Aos exibidores, que não possuem o mesmo poder de fogo dos estúdios, que podem recorrer as plataformas de streaming para fazer os seus filmes chegarem aos espectadores, apesar do isolamento social, restou recorrer a montagem de cinemas drive-in. A novidade agradou e audiência e virou febre em vários países, se apresentando como uma alternativa segura para garantir uma dose de entretenimento durante a quarentena. Mas, obviamente, o poder de alcance não passa nem perto das salas tradicionais. Esta também foi a solução encontrada por festivais e mostras cinematográficas que, para não desistir das edições já programadas para 2020, optaram pelo modelo. Depois do cancelamento de Cannes, que seria realizado em maio, no auge da pandemia, Veneza reinaugurou a temporada de festivais, em setembro, com uma edição mais restritiva, mas presencial, contando com a participação de nomes importantes da indústria, como a atriz australiana Cate Blanchett, nomeada presidente do júri.
E se engana quem imagina que o clima de distopia dentro da indústria cinematográfica é fruto apenas da Covid-19. Os ventos fortes da mudança já sopravam mesmo antes da pandemia, embora o enredo ainda não previsse nenhum cataclisma maior. Os alicerces se movimentaram quando o Oscar, a maior premiação do cinema mundial, foi para o filme sul-coreano “Parasita“, abalando o status da Academia de Artes Cinematográficas de Hollywood ao premiar uma produção não falada em língua inglesa, algo inédito. Para completar, o antes celebrado produtor Harvey Weinstein foi condenado, em março, a 23 anos de prisão, após denúncias de casos de estupro e assédio sexual contra estrelas de Hollywood, como Ashley Judd, Angelina Jolie, Gwyneth Paltrow, Cara Delevingne e Lea Seydoux.

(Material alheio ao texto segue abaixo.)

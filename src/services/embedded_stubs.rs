use crate::domain::StubKind;
use crate::ports::StubStore;

/// Fixed project description written into a fresh `README.md`.
static README_STUB: &str = include_str!("../assets/stubs/README.md");

/// Import line written into new Dart sources.
const FLUTTER_CORE_IMPORT: &str = "import 'package:flutter/material.dart';";

/// Embedded stub store implementation.
#[derive(Debug, Clone, Default)]
pub struct EmbeddedStubStore;

impl EmbeddedStubStore {
    pub fn new() -> Self {
        Self
    }
}

impl StubStore for EmbeddedStubStore {
    fn initial_content(&self, filename: &str) -> String {
        match StubKind::for_filename(filename) {
            StubKind::DartSource => {
                format!("// {} implementation\n{}\n", filename, FLUTTER_CORE_IMPORT)
            }
            StubKind::Readme => README_STUB.to_string(),
            StubKind::Empty => String::new(),
        }
    }
}
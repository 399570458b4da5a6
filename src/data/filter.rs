use std::collections::{BTreeMap, BTreeSet};

use log::debug;

use super::model::{CategoryKey, Column, OffsetDataset};

// ---------------------------------------------------------------------------
// Filter predicate: which keys are included per column
// ---------------------------------------------------------------------------

/// Per-column inclusion sets: maps column → set of included keys.
/// If a column is absent or its set is empty, it means "no filter" (keep all).
pub type FilterState = BTreeMap<Column, BTreeSet<CategoryKey>>;

/// Return indices of rows with a usable sample that pass all active filters.
///
/// A row is dropped when:
/// * either offset is missing, unparseable, or the `999.0` placeholder
/// * a non-empty inclusion set exists for a column and the row's key for
///   that column is missing or not in the set
///
/// Filters on columns the dataset does not carry are ignored.
pub fn filtered_indices(dataset: &OffsetDataset, filters: &FilterState) -> Vec<usize> {
    let active: Vec<(&Column, &BTreeSet<CategoryKey>)> = filters
        .iter()
        .filter(|(col, selected)| !selected.is_empty() && dataset.has_column(**col))
        .collect();

    let measured = dataset.rows.iter().filter(|r| r.sample().is_some()).count();
    debug!(
        "dropped {} rows without a measurement, {} remain",
        dataset.len() - measured,
        measured
    );

    let indices: Vec<usize> = dataset
        .rows
        .iter()
        .enumerate()
        .filter(|(_, row)| row.sample().is_some())
        .filter(|(_, row)| {
            active.iter().all(|(col, selected)| match row.key(**col) {
                Some(key) => selected.contains(key),
                None => false,
            })
        })
        .map(|(i, _)| i)
        .collect();

    debug!("{} rows pass {} active filters", indices.len(), active.len());
    indices
}

/// Restrict a dataset to the rows passing [`filtered_indices`].
pub fn apply(dataset: &OffsetDataset, filters: &FilterState) -> OffsetDataset {
    let rows = filtered_indices(dataset, filters)
        .into_iter()
        .map(|i| dataset.rows[i].clone())
        .collect();
    OffsetDataset::from_rows(rows)
}

/// `Spot = [1, 2]; Run = [12]` style description of the active filters.
pub fn summary(filters: &FilterState, columns: &[Column]) -> Option<String> {
    let parts: Vec<String> = columns
        .iter()
        .filter_map(|col| {
            let selected = filters.get(col).filter(|s| !s.is_empty())?;
            let keys: Vec<String> = selected.iter().map(|k| k.to_string()).collect();
            Some(format!("{} = [{}]", col.label(), keys.join(", ")))
        })
        .collect();
    (!parts.is_empty()).then(|| parts.join("; "))
}
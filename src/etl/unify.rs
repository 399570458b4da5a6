use std::path::{Path, PathBuf};

use anyhow::{Context, Result};
use log::{debug, info, warn};

use super::table::Table;

pub const PRINTING_PATTERN: &str = "printing_raw_data_report_*.csv";
pub const UNIFIED_PRINTING: &str = "unified_printing.csv";

/// Last `_`-separated token of the file stem: `..._vas_00012.csv` → `00012`.
pub fn run_token(path: &Path) -> String {
    let name = path.file_name().and_then(|n| n.to_str()).unwrap_or("");
    let last = name.rsplit('_').next().unwrap_or(name);
    last.split('.').next().unwrap_or(last).to_string()
}

/// Run id of a printing report: the token's last five characters as an
/// integer when they parse, otherwise the token unchanged.
pub fn printing_run_id(path: &Path) -> String {
    let token = run_token(path);
    let start = token
        .char_indices()
        .rev()
        .nth(4)
        .map(|(i, _)| i)
        .unwrap_or(0);
    match token[start..].parse::<i64>() {
        Ok(n) => n.to_string(),
        Err(_) => token,
    }
}

/// Sorted matches of `pattern` inside `dir`.
pub fn find_files(dir: &Path, pattern: &str) -> Result<Vec<PathBuf>> {
    let full = dir.join(pattern);
    let full = full.to_string_lossy();
    let mut files: Vec<PathBuf> = glob::glob(&full)
        .with_context(|| format!("bad glob pattern {full}"))?
        .filter_map(|entry| match entry {
            Ok(path) => Some(path),
            Err(e) => {
                warn!("skipping unreadable path: {e}");
                None
            }
        })
        .collect();
    files.sort();
    Ok(files)
}

/// Concatenate tables on the columns they all share, in the first table's
/// column order.
pub fn concat_common(tables: Vec<Table>) -> Table {
    let Some(first) = tables.first() else {
        return Table::default();
    };
    let common: Vec<String> = first
        .headers
        .iter()
        .filter(|h| tables.iter().all(|t| t.column(h).is_some()))
        .cloned()
        .collect();
    let names: Vec<&str> = common.iter().map(String::as_str).collect();

    let mut out = Table::new(common.clone());
    for t in &tables {
        out.rows.extend(t.select(&names).rows);
    }
    out
}

/// Merge every printing report in `source_dir` into one deduplicated table
/// with a leading `run_id` column. Returns `None` when nothing was readable.
pub fn unify_printing(source_dir: &Path) -> Result<Option<Table>> {
    let mut tables = Vec::new();
    for file in find_files(source_dir, PRINTING_PATTERN)? {
        let mut table = match Table::read_csv(&file) {
            Ok(t) => t,
            Err(e) => {
                warn!("skipping {}: {e:#}", file.display());
                continue;
            }
        };
        if table.is_empty() {
            debug!("skipping empty {}", file.display());
            continue;
        }
        let run_id = printing_run_id(&file);
        debug!("{}: run {run_id}, {} rows", file.display(), table.len());
        table.insert_column(0, "run_id", &run_id);
        tables.push(table);
    }

    if tables.is_empty() {
        warn!("No data to unify in {}", source_dir.display());
        return Ok(None);
    }
    let n_files = tables.len();
    let unified = concat_common(tables).dedup();
    info!(
        "unified {n_files} printing reports into {} rows, {} columns",
        unified.len(),
        unified.headers.len()
    );
    Ok(Some(unified))
}

#[cfg(test)]
mod tests {
    use super::*;

    #[test]
    fn test_run_ids_from_file_names() {
        let p = |s: &str| printing_run_id(Path::new(s));
        assert_eq!(p("printing_raw_data_report_vas_00012.csv"), "12");
        assert_eq!(p("printing_raw_data_report_vas_2024100123.csv"), "123");
        assert_eq!(p("printing_raw_data_report_vas_R12A.csv"), "R12A");
        assert_eq!(p("printing_raw_data_report_7.csv"), "7");
    }

    #[test]
    fn test_concat_common_keeps_shared_columns() {
        let a = Table {
            headers: vec!["run_id".into(), "x".into(), "only_a".into()],
            rows: vec![vec!["1".into(), "0.1".into(), "a".into()]],
        };
        let b = Table {
            headers: vec!["x".into(), "run_id".into()],
            rows: vec![vec!["0.2".into(), "2".into()]],
        };
        let t = concat_common(vec![a, b]);
        assert_eq!(t.headers, vec!["run_id", "x"]);
        assert_eq!(
            t.rows,
            vec![
                vec!["1".to_string(), "0.1".to_string()],
                vec!["2".to_string(), "0.2".to_string()]
            ]
        );
    }

    #[test]
    fn test_unify_skips_empty_files_and_dedups() {
        let dir = tempfile::tempdir().unwrap();
        let header = "SpotNumber,XOffset,YOffset,TaskName2\n";
        std::fs::write(
            dir.path().join("printing_raw_data_report_vas_00001.csv"),
            format!("{header}1,0.01,0.02,B1\n1,0.01,0.02,B1\n2,0.0,0.1,B1\n"),
        )
        .unwrap();
        std::fs::write(
            dir.path().join("printing_raw_data_report_vas_00002.csv"),
            header,
        )
        .unwrap();
        std::fs::write(dir.path().join("printing_raw_data_report_vas_00003.csv"), "").unwrap();
        std::fs::write(dir.path().join("unrelated.csv"), header).unwrap();

        let t = unify_printing(dir.path()).unwrap().unwrap();
        assert_eq!(t.headers[0], "run_id");
        assert_eq!(t.len(), 2);
        assert!(t.rows.iter().all(|r| r[0] == "1"));
    }

    #[test]
    fn test_unify_with_no_inputs() {
        let dir = tempfile::tempdir().unwrap();
        assert!(unify_printing(dir.path()).unwrap().is_none());
    }
}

Contudo, apesar dos percalços, que ainda são muitos e que, sem dúvida, aceleraram um processo irreversível de mudança de comportamento da audiência, os proprietários das salas de exibição seguem otimistas, apostando numa recuperação, ainda que incipiente, com o início da vacinação. Para isso, eles contam com a ajuda de um exército de peso que inclui o agente secreto James Bond, que voltará às telas em “007 Sem Tempo para Morrer” trazendo a quinta e última aparição de Daniel Craig como o charmoso espião, e a super-heroína Viúva Negra, em produção solo, que devem, muito em breve – já na próxima temporada de estreias, de março a junho, que coincide com a primavera do hemisfério norte – começar a combater o fantasma da pandemia. São filmes grandiosos, que apostam na magia do cinema e que merecem ser vistos na tela grande. Mas a missão agora vai além de entreter e agradar os espectadores, é
preciso convencer o público que é seguro retornar aos cinemas e assim ajudar o circuito exibidor voltar a florescer.